Service Bus provides additional security features for business and proxy services, like specifying custom authentication for access to the service, transport-level security, and, for proxy services only, message-level security. You can find additional information about the specific settings in the online help provided for the security and policies pages. For more information about these options, see the following chapters:
When you apply OWSM policies to a service in JDeveloper or the Oracle Service Bus Console, you assign them directly to that service. You can also assign policies to multiple JCA, REST, and SOAP services in a Service Bus project using global policy sets in Fusion Middleware Control. For more information, see "Global Policies" in Administering Oracle Service Bus. For information about global policy attachments and policy sets, see "Global Policy Attachments Using Policy Sets" in Understanding Oracle Web Services Manager.

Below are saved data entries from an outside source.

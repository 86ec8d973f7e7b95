//! School API endpoints.

use axum::{
    extract::State,
    http::{header, HeaderMap, StatusCode},
    response::IntoResponse,
    Json,
};
use serde_json::json;

use super::{ensure_valid, expected_version, IdParam, JsonBody, QueryParams};
use crate::auth::{RequirePermission, SchoolsRead, SchoolsWrite};
use crate::errors::AppError;
use crate::models::{CreateSchoolRequest, School, SchoolSearch, SchoolSort, UpdateSchoolRequest};
use crate::validator::Validator;
use crate::AppState;

/// GET /v1/schools
pub async fn list_schools(
    State(state): State<AppState>,
    _auth: RequirePermission<SchoolsRead>,
    query: QueryParams,
) -> Result<impl IntoResponse, AppError> {
    let mut v = Validator::new();
    let search = SchoolSearch {
        name: query.read_string("name", ""),
        level: query.read_string("level", ""),
        mode: query.read_csv("mode"),
    };
    let filters = query.read_filters(&mut v);
    filters.validate::<SchoolSort>(&mut v);
    ensure_valid(v)?;

    let (schools, metadata) = state.repo.schools.get_all(&search, &filters).await?;
    Ok(Json(json!({ "schools": schools, "metadata": metadata })))
}

/// POST /v1/schools
pub async fn create_school(
    State(state): State<AppState>,
    auth: RequirePermission<SchoolsWrite>,
    JsonBody(request): JsonBody<CreateSchoolRequest>,
) -> Result<impl IntoResponse, AppError> {
    let mut school = School::from(request);

    let mut v = Validator::new();
    school.validate(&mut v);
    ensure_valid(v)?;

    state.repo.schools.insert(&mut school).await?;
    tracing::info!(school_id = school.id, user_id = auth.user.id, "school created");

    Ok((
        StatusCode::CREATED,
        [(header::LOCATION, format!("/v1/schools/{}", school.id))],
        Json(json!({ "school": school })),
    ))
}

/// GET /v1/schools/{id}
pub async fn show_school(
    State(state): State<AppState>,
    _auth: RequirePermission<SchoolsRead>,
    IdParam(id): IdParam,
) -> Result<impl IntoResponse, AppError> {
    let school = state.repo.schools.get(id).await?;
    Ok(Json(json!({ "school": school })))
}

/// PATCH /v1/schools/{id}
pub async fn update_school(
    State(state): State<AppState>,
    auth: RequirePermission<SchoolsWrite>,
    IdParam(id): IdParam,
    headers: HeaderMap,
    JsonBody(request): JsonBody<UpdateSchoolRequest>,
) -> Result<impl IntoResponse, AppError> {
    let expected = expected_version(&headers)?;
    let mut school = state.repo.schools.get(id).await?;
    if expected.is_some_and(|version| version != school.version) {
        return Err(AppError::EditConflict);
    }

    request.apply(&mut school);

    let mut v = Validator::new();
    school.validate(&mut v);
    ensure_valid(v)?;

    state.repo.schools.update(&mut school).await?;
    tracing::info!(
        school_id = school.id,
        version = school.version,
        user_id = auth.user.id,
        "school updated"
    );
    Ok(Json(json!({ "school": school })))
}

/// DELETE /v1/schools/{id}
pub async fn delete_school(
    State(state): State<AppState>,
    auth: RequirePermission<SchoolsWrite>,
    IdParam(id): IdParam,
) -> Result<impl IntoResponse, AppError> {
    state.repo.schools.delete(id).await?;
    tracing::info!(school_id = id, user_id = auth.user.id, "school deleted");
    Ok(Json(json!({ "message": "school successfully deleted" })))
}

If any of a business service's WS-Policies specify authentication, you can select a service account to specify credentials when making an outbound request. A proxy service that routes to this business service uses this service account to authenticate to the business service. Service account credentials are suppored for the following OWSM policies:
oracle/**_username_token_**_client_policy
oracle/wss11_saml_token_identity_switch_with_message_protection_client_policy
oracle/**_saml*_**_client_policy
(only by setting the subject.precedence
property to false)
Service account credentials can also be used for the following OWSM policy assertions:
oracle/**_username_token_**_client_template
oracle/**_saml*_**_client_template
(only by setting subject.precedence
property to false)
Note:
If both a service account and the csf-key
override are specified for a business service, the csf-key credentials take precedence.
When you use the Oracle Service Bus Console to activate a session that contains changes to an active proxy service, Service Bus validates the changes to ensure that you have created all of the credentials that the proxy service's static endpoints require. If a session contains a change to the key-pair bindings of a service key provider, Service Bus validates the change against all of the proxy services that use the service key provider. For example, if you remove the encryption key-pair, Service Bus reports a validation error for any proxy service that references the service key provider and whose endpoint requires encryption.

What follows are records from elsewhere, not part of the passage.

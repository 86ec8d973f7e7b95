//! Quote access object.

use chrono::Utc;
use sqlx::{sqlite::SqliteRow, Row, SqlitePool};

use super::{bounded, contains_all, parse_json_array, terms, to_json_array, DbError, TextFilter};
use crate::filters::{Filters, Metadata, SortKey};
use crate::models::{Quote, QuoteSearch, QuoteSort};

#[derive(Clone)]
pub struct QuoteStore {
    pool: SqlitePool,
}

impl QuoteStore {
    pub fn new(pool: SqlitePool) -> Self {
        Self { pool }
    }

    /// Persist a new quote, filling in its id, creation time and version.
    pub async fn insert(&self, quote: &mut Quote) -> Result<(), DbError> {
        let created_at = Utc::now();
        let row = bounded(async {
            sqlx::query(
                r#"INSERT INTO quotes (created_at, author, quote_string, category, author_terms, quote_string_terms)
                   VALUES (?, ?, ?, ?, ?, ?)
                   RETURNING id, version"#,
            )
            .bind(created_at)
            .bind(&quote.author)
            .bind(&quote.quote_string)
            .bind(to_json_array(&quote.category))
            .bind(to_json_array(&terms(&quote.author)))
            .bind(to_json_array(&terms(&quote.quote_string)))
            .fetch_one(&self.pool)
            .await
            .map_err(DbError::from)
        })
        .await?;

        quote.id = row.get("id");
        quote.version = row.get("version");
        quote.created_at = created_at;
        Ok(())
    }

    /// Fetch a quote by id. Ids below 1 are rejected without a query.
    pub async fn get(&self, id: i64) -> Result<Quote, DbError> {
        if id < 1 {
            return Err(DbError::NotFound);
        }

        let row = bounded(async {
            sqlx::query(
                "SELECT id, created_at, author, quote_string, category, version FROM quotes WHERE id = ?",
            )
            .bind(id)
            .fetch_optional(&self.pool)
            .await
            .map_err(DbError::from)
        })
        .await?;

        row.as_ref().map(quote_from_row).ok_or(DbError::NotFound)
    }

    /// Write all mutable fields if the stored version still equals
    /// `quote.version`, then bump the version.
    pub async fn update(&self, quote: &mut Quote) -> Result<(), DbError> {
        let row = bounded(async {
            sqlx::query(
                r#"UPDATE quotes
                   SET author = ?, quote_string = ?, category = ?,
                       author_terms = ?, quote_string_terms = ?, version = version + 1
                   WHERE id = ? AND version = ?
                   RETURNING version"#,
            )
            .bind(&quote.author)
            .bind(&quote.quote_string)
            .bind(to_json_array(&quote.category))
            .bind(to_json_array(&terms(&quote.author)))
            .bind(to_json_array(&terms(&quote.quote_string)))
            .bind(quote.id)
            .bind(quote.version)
            .fetch_optional(&self.pool)
            .await
            .map_err(DbError::from)
        })
        .await?;

        match row {
            Some(row) => {
                quote.version = row.get("version");
                Ok(())
            }
            None => Err(DbError::EditConflict),
        }
    }

    pub async fn delete(&self, id: i64) -> Result<(), DbError> {
        if id < 1 {
            return Err(DbError::NotFound);
        }

        let result = bounded(async {
            sqlx::query("DELETE FROM quotes WHERE id = ?")
                .bind(id)
                .execute(&self.pool)
                .await
                .map_err(DbError::from)
        })
        .await?;

        if result.rows_affected() == 0 {
            return Err(DbError::NotFound);
        }
        Ok(())
    }

    /// One page of quotes matching `search`, with pagination metadata taken
    /// from a window count over the full match set.
    pub async fn get_all(
        &self,
        search: &QuoteSearch,
        filters: &Filters,
    ) -> Result<(Vec<Quote>, Metadata), DbError> {
        let author = TextFilter::parse(&search.author);
        let quote_string = TextFilter::parse(&search.quote_string);
        let (Some(author), Some(quote_string)) =
            (author.required_words(), quote_string.required_words())
        else {
            return Ok((Vec::new(), Metadata::default()));
        };

        let (sort, direction) = filters.sort_key::<QuoteSort>();
        let query = format!(
            r#"SELECT COUNT(*) OVER() AS total_records,
                      q.id, q.created_at, q.author, q.quote_string, q.category, q.version
               FROM quotes q
               WHERE {}
               AND {}
               AND {}
               ORDER BY q.{} {}, q.id ASC
               LIMIT ?4 OFFSET ?5"#,
            contains_all("?1", "q.author_terms"),
            contains_all("?2", "q.quote_string_terms"),
            contains_all("?3", "q.category"),
            sort.column(),
            direction.as_sql(),
        );

        let rows = bounded(async {
            sqlx::query(&query)
                .bind(to_json_array(author))
                .bind(to_json_array(quote_string))
                .bind(to_json_array(&search.category))
                .bind(filters.limit())
                .bind(filters.offset())
                .fetch_all(&self.pool)
                .await
                .map_err(DbError::from)
        })
        .await?;

        let total_records: i64 = rows.first().map(|r| r.get("total_records")).unwrap_or(0);
        let quotes = rows.iter().map(quote_from_row).collect();
        let metadata = Metadata::calculate(total_records, filters.page, filters.page_size);

        Ok((quotes, metadata))
    }
}

fn quote_from_row(row: &SqliteRow) -> Quote {
    let category: String = row.get("category");
    Quote {
        id: row.get("id"),
        created_at: row.get("created_at"),
        author: row.get("author"),
        quote_string: row.get("quote_string"),
        category: parse_json_array(&category),
        version: row.get("version"),
    }
}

The following criteria determine when Service Bus performs this security-related validation and the actions that it takes during validation:
If a proxy service specifies a static route and operation, Service Bus determines which credentials the static route and operation require. If the proxy service is missing the required credentials, Service Bus will not commit the session until you add the missing credentials.
If a proxy service specifies a static route but the operation is passed through from the inbound request, Service Bus determines which credentials the static route and each of the route's operations require. If the proxy service is missing the required credentials, Service Bus issues a validation warning but allows you to commit the session.

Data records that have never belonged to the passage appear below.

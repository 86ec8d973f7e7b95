//! Configuration module for the quotes API.
//!
//! All configuration is loaded from environment variables with sensible defaults.

use std::env;
use std::net::SocketAddr;
use std::path::PathBuf;

use crate::limiter::LimiterConfig;

/// SMTP relay settings. Absent when mail should be written to disk.
#[derive(Debug, Clone)]
pub struct SmtpConfig {
    pub host: String,
    pub port: u16,
    pub username: String,
    pub password: String,
}

/// Application configuration loaded from environment variables.
#[derive(Debug, Clone)]
pub struct Config {
    /// Path to SQLite database file
    pub db_path: PathBuf,
    /// Address to bind the server to
    pub bind_addr: SocketAddr,
    /// Log level (trace, debug, info, warn, error)
    pub log_level: String,
    /// Deployment environment reported by the healthcheck
    pub env: String,
    pub limiter: LimiterConfig,
    pub smtp: Option<SmtpConfig>,
    /// Envelope sender for outgoing mail
    pub sender: String,
    /// Where mail lands when no SMTP host is configured
    pub mail_dir: PathBuf,
}

#[derive(Debug)]
pub struct ConfigError {
    pub key: &'static str,
    pub value: String,
}

impl std::fmt::Display for ConfigError {
    fn fmt(&self, f: &mut std::fmt::Formatter<'_>) -> std::fmt::Result {
        write!(f, "invalid value for {}: {:?}", self.key, self.value)
    }
}

impl std::error::Error for ConfigError {}

impl Config {
    /// Load configuration from environment variables.
    pub fn from_env() -> Result<Self, ConfigError> {
        dotenvy::dotenv().ok();
        Self::from_lookup(|key| env::var(key).ok())
    }

    fn from_lookup(lookup: impl Fn(&str) -> Option<String>) -> Result<Self, ConfigError> {
        let get = |key: &str, default: &str| lookup(key).unwrap_or_else(|| default.to_string());

        let smtp = match lookup("API_SMTP_HOST").filter(|h| !h.is_empty()) {
            Some(host) => Some(SmtpConfig {
                host,
                port: parse("API_SMTP_PORT", get("API_SMTP_PORT", "25"))?,
                username: get("API_SMTP_USERNAME", ""),
                password: get("API_SMTP_PASSWORD", ""),
            }),
            None => None,
        };

        Ok(Self {
            db_path: get("API_DB_PATH", "./data/quotes.sqlite").into(),
            bind_addr: parse("API_BIND_ADDR", get("API_BIND_ADDR", "127.0.0.1:4000"))?,
            log_level: get("API_LOG_LEVEL", "info"),
            env: get("API_ENV", "development"),
            limiter: LimiterConfig {
                enabled: parse("API_LIMITER_ENABLED", get("API_LIMITER_ENABLED", "true"))?,
                rps: parse("API_LIMITER_RPS", get("API_LIMITER_RPS", "2"))?,
                burst: parse("API_LIMITER_BURST", get("API_LIMITER_BURST", "4"))?,
            },
            smtp,
            sender: get("API_SMTP_SENDER", "Quotes API <no-reply@quotes.local>"),
            mail_dir: get("API_MAIL_DIR", "./data/mail").into(),
        })
    }
}

fn parse<T: std::str::FromStr>(key: &'static str, value: String) -> Result<T, ConfigError> {
    value.parse().map_err(|_| ConfigError { key, value })
}

#[cfg(test)]
mod tests {
    use std::collections::HashMap;

    use super::*;

    fn config_from(vars: &[(&str, &str)]) -> Result<Config, ConfigError> {
        let vars: HashMap<String, String> = vars
            .iter()
            .map(|(k, v)| (k.to_string(), v.to_string()))
            .collect();
        Config::from_lookup(|key| vars.get(key).cloned())
    }

    #[test]
    fn test_default_config() {
        let config = config_from(&[]).unwrap();

        assert_eq!(config.db_path, PathBuf::from("./data/quotes.sqlite"));
        assert_eq!(config.bind_addr.to_string(), "127.0.0.1:4000");
        assert_eq!(config.log_level, "info");
        assert_eq!(config.env, "development");
        assert!(config.limiter.enabled);
        assert_eq!(config.limiter.rps, 2.0);
        assert_eq!(config.limiter.burst, 4);
        assert!(config.smtp.is_none());
        assert_eq!(config.mail_dir, PathBuf::from("./data/mail"));
    }

    #[test]
    fn test_overrides() {
        let config = config_from(&[
            ("API_BIND_ADDR", "0.0.0.0:9000"),
            ("API_ENV", "production"),
            ("API_LIMITER_ENABLED", "false"),
            ("API_LIMITER_RPS", "0.5"),
            ("API_SMTP_HOST", "smtp.example.com"),
            ("API_SMTP_PORT", "587"),
            ("API_SMTP_USERNAME", "mailer"),
        ])
        .unwrap();

        assert_eq!(config.bind_addr.port(), 9000);
        assert_eq!(config.env, "production");
        assert!(!config.limiter.enabled);
        assert_eq!(config.limiter.rps, 0.5);

        let smtp = config.smtp.unwrap();
        assert_eq!(smtp.host, "smtp.example.com");
        assert_eq!(smtp.port, 587);
        assert_eq!(smtp.username, "mailer");
        assert_eq!(smtp.password, "");
    }

    #[test]
    fn test_invalid_values_are_reported() {
        let err = config_from(&[("API_BIND_ADDR", "not-an-address")]).unwrap_err();
        assert_eq!(err.key, "API_BIND_ADDR");

        let err = config_from(&[("API_LIMITER_BURST", "-1")]).unwrap_err();
        assert_eq!(err.key, "API_LIMITER_BURST");
    }
}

If a proxy service specifies a dynamic route and operation, Service Bus cannot validate the security requirements and you risk the possibility of runtime errors. For information about dynamic routing, see Using Dynamic Routing.
In JDeveloper, you can attach policies for testing security in a design-time environment.
When your application is ready for deployment to a production environment, you can attach or detach runtime policies in Oracle Enterprise Manager Fusion Middleware Control. For more information about runtime management of policies, see Monitoring and Managing Security Policiesin Administering Oracle Service Bus.
You can only attach OWSM policies to business and proxy services with specific configurations. Depending on the service type and protocol, some policy options may not be available. For information about supported configurations, see Security Policies in Service Bus. For information about when service accounts are used, see Service Accounts in Business Services.
For services created in previous versions of Service Bus, if the service is created from a WSDL file that includes WS-Policy attachments, the policies are displayed read-only on the service's Policies page.
The following image shows the Policies page for business services in JDeveloper. This image shows all categories, but the actual categories displayed depend on the service type and protocol of the service.
Figure 49-1 Policy Configuration Page for Business Services in JDeveloper
When you attach policies to a proxy or business service in JDeveloper, those policies are not validated until they are deployed to the WebLogic Server. For more information about OWSM, see Securing Oracle Service Bus with Oracle Web Services Manager.
Note:
If the service was upgraded from a previous version and includes WLS 9 policies, you can view but not edit those policies. These policies are deprecated. Use the steps in this section to update the policies in the upgraded services to OWSM policies.
To attach Oracle Web Services Manager Policies in JDeveloper;
In the Application Navigator, locate the business or proxy service you want to edit and double-click the service's file.
The Business or Proxy Service Definition Editor appears.
Click the Policies tab.
On the Policies page, select From OWSM Policy Store in the list of available policy binding models.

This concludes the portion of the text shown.